//! The staggered (Yee) grid: cell bookkeeping, linear/tuple index
//! conversion, and the Yee offsets at which E and B are sampled.
//!
//! Cell tuples and per-axis counts are carried as fixed 3-wide arrays with
//! only the leading `Dm::DIM` entries meaningful — the same "3-wide,
//! dimension says how much of it counts" convention as [`crate::vector`],
//! chosen for the same reason: tying an array's length to `Dm::DIM` in a
//! struct definition needs const-generic expressions that Rust does not
//! stabilise. `Cell` doubles as the "can be negative, pre-boundary-policy"
//! representation used while a particle is mid-move.

use crate::dim::Dim;
use crate::errors::{ErrorKind, Result};
use crate::vector::Vector;
use crate::Float;
use std::marker::PhantomData;

/// A cell tuple, possibly out of range (e.g. before boundary reapplication).
pub type Cell = [i64; 3];

pub fn cell_zero() -> Cell {
    [0, 0, 0]
}

/// The D-dimensional axis-aligned rectilinear box fields and particles
/// live on.
#[derive(Debug, Clone)]
pub struct Grid<Dm: Dim> {
    /// Cell count per axis, leading `Dm::DIM` entries meaningful.
    n: [usize; 3],
    /// Cell size per axis (length units), leading `Dm::DIM` entries
    /// meaningful.
    h: [Float; 3],
    epsilon: Float,
    mu: Float,
    _dim: PhantomData<Dm>,
}

impl<Dm: Dim> Grid<Dm> {
    pub fn new(n: &[usize], h: &[Float], epsilon: Float, mu: Float) -> Result<Grid<Dm>> {
        if n.len() != Dm::DIM || h.len() != Dm::DIM {
            return Err(ErrorKind::Configuration(format!(
                "expected {} axis entries for n and h, got {} and {}",
                Dm::DIM,
                n.len(),
                h.len()
            ))
            .into());
        }
        if n.iter().any(|&ni| ni == 0) {
            return Err(ErrorKind::Configuration("cell count per axis must be positive".into()).into());
        }
        if h.iter().any(|&hi| hi <= 0.0) {
            return Err(ErrorKind::Configuration("cell size per axis must be positive".into()).into());
        }
        if epsilon <= 0.0 || mu <= 0.0 {
            return Err(ErrorKind::Configuration("epsilon and mu must be positive".into()).into());
        }

        let mut n_arr = [1usize; 3];
        let mut h_arr = [1.0; 3];
        n_arr[..Dm::DIM].copy_from_slice(n);
        h_arr[..Dm::DIM].copy_from_slice(h);

        Ok(Grid {
            n: n_arr,
            h: h_arr,
            epsilon,
            mu,
            _dim: PhantomData,
        })
    }

    pub fn dim(&self) -> usize {
        Dm::DIM
    }

    pub fn n(&self, axis: usize) -> usize {
        self.n[axis]
    }

    pub fn h(&self, axis: usize) -> Float {
        self.h[axis]
    }

    pub fn cell_sizes(&self) -> Vector {
        Vector::from_slice(&self.h[..Dm::DIM])
    }

    /// Uniform permittivity; the per-cell hook is [`Grid::epsilon_at`].
    pub fn epsilon(&self) -> Float {
        self.epsilon
    }

    /// Uniform permeability; the per-cell hook is [`Grid::mu_at`].
    pub fn mu(&self) -> Float {
        self.mu
    }

    /// Permittivity at a given cell. Uniform by default; override points
    /// for spatially varying media go here.
    pub fn epsilon_at(&self, _cell: usize) -> Float {
        self.epsilon
    }

    /// Permeability at a given cell. Uniform by default.
    pub fn mu_at(&self, _cell: usize) -> Float {
        self.mu
    }

    pub fn total_cells(&self) -> usize {
        self.n[..Dm::DIM].iter().product()
    }

    /// Row-major (last axis varies fastest) linear index of an in-range
    /// cell tuple.
    pub fn to_index(&self, cell: &Cell) -> usize {
        let mut idx = 0usize;
        for d in 0..Dm::DIM {
            idx = idx * self.n[d] + cell[d] as usize;
        }
        idx
    }

    /// Inverse of [`Grid::to_index`].
    pub fn to_cell(&self, mut index: usize) -> Cell {
        let mut cell = cell_zero();
        for d in (0..Dm::DIM).rev() {
            cell[d] = (index % self.n[d]) as i64;
            index /= self.n[d];
        }
        cell
    }

    pub fn is_inside(&self, cell: &Cell) -> bool {
        (0..Dm::DIM).all(|d| cell[d] >= 0 && (cell[d] as usize) < self.n[d])
    }

    pub fn is_outside(&self, cell: &Cell) -> bool {
        !self.is_inside(cell)
    }

    /// True if any cell within `radius` of `cell` would leave the domain —
    /// the fast path the depositor and gather use to skip boundary-policy
    /// lookups entirely away from the border.
    pub fn is_border(&self, cell: &Cell, radius: i64) -> bool {
        (0..Dm::DIM).any(|d| {
            cell[d] - radius < 0 || cell[d] + radius >= self.n[d] as i64
        })
    }

    /// Offset, in cell-size units, at which E's `axis` component is
    /// sampled within a cell: the Yee face-centre offset `0.5 * e_axis`.
    pub fn e_offset(&self, axis: usize) -> Vector {
        let mut v = [0.0; 3];
        v[axis] = 0.5;
        Vector::from_slice(&v[..Dm::DIM])
    }

    /// Offset, in cell-size units, at which B's `axis` component is
    /// sampled: the Yee edge-centre offset. In 3-D this is
    /// `0.5 * (1 - e_axis)`; in lower dimension B has no face/edge axis of
    /// its own to exclude, so every spatial component is offset by 0.5.
    pub fn b_offset(&self, axis: usize) -> Vector {
        if Dm::DIM == 3 {
            let mut v = [0.5; 3];
            v[axis] = 0.0;
            Vector::from_slice(&v[..Dm::DIM])
        } else {
            Vector::from_slice(&[0.5; 3][..Dm::DIM])
        }
    }
}

#[cfg(test)]
mod tests {
    use super::*;
    use crate::dim::{D1, D2, D3};

    #[test]
    fn index_tuple_roundtrip_3d() {
        let g: Grid<D3> = Grid::new(&[4, 5, 6], &[1.0, 1.0, 1.0], 1.0, 1.0).unwrap();
        for idx in 0..g.total_cells() {
            let cell = g.to_cell(idx);
            assert_eq!(g.to_index(&cell), idx);
        }
    }

    #[test]
    fn index_tuple_roundtrip_1d() {
        let g: Grid<D1> = Grid::new(&[8], &[1.0], 1.0, 1.0).unwrap();
        for idx in 0..g.total_cells() {
            let cell = g.to_cell(idx);
            assert_eq!(g.to_index(&cell), idx);
        }
    }

    #[test]
    fn rejects_non_positive_cell_count() {
        let g: Result<Grid<D2>> = Grid::new(&[0, 4], &[1.0, 1.0], 1.0, 1.0);
        assert!(g.is_err());
    }

    #[test]
    fn rejects_wrong_axis_count() {
        let g: Result<Grid<D3>> = Grid::new(&[4, 4], &[1.0, 1.0], 1.0, 1.0);
        assert!(g.is_err());
    }

    #[test]
    fn is_border_detects_edge_cells() {
        let g: Grid<D1> = Grid::new(&[8], &[1.0], 1.0, 1.0).unwrap();
        assert!(g.is_border(&[0, 0, 0], 1));
        assert!(!g.is_border(&[4, 0, 0], 1));
        assert!(g.is_border(&[7, 0, 0], 1));
    }
}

■ ■ ■

The task: Check every line of the entries for the string "default". Give only the number of lines that hold it.

Your response: 2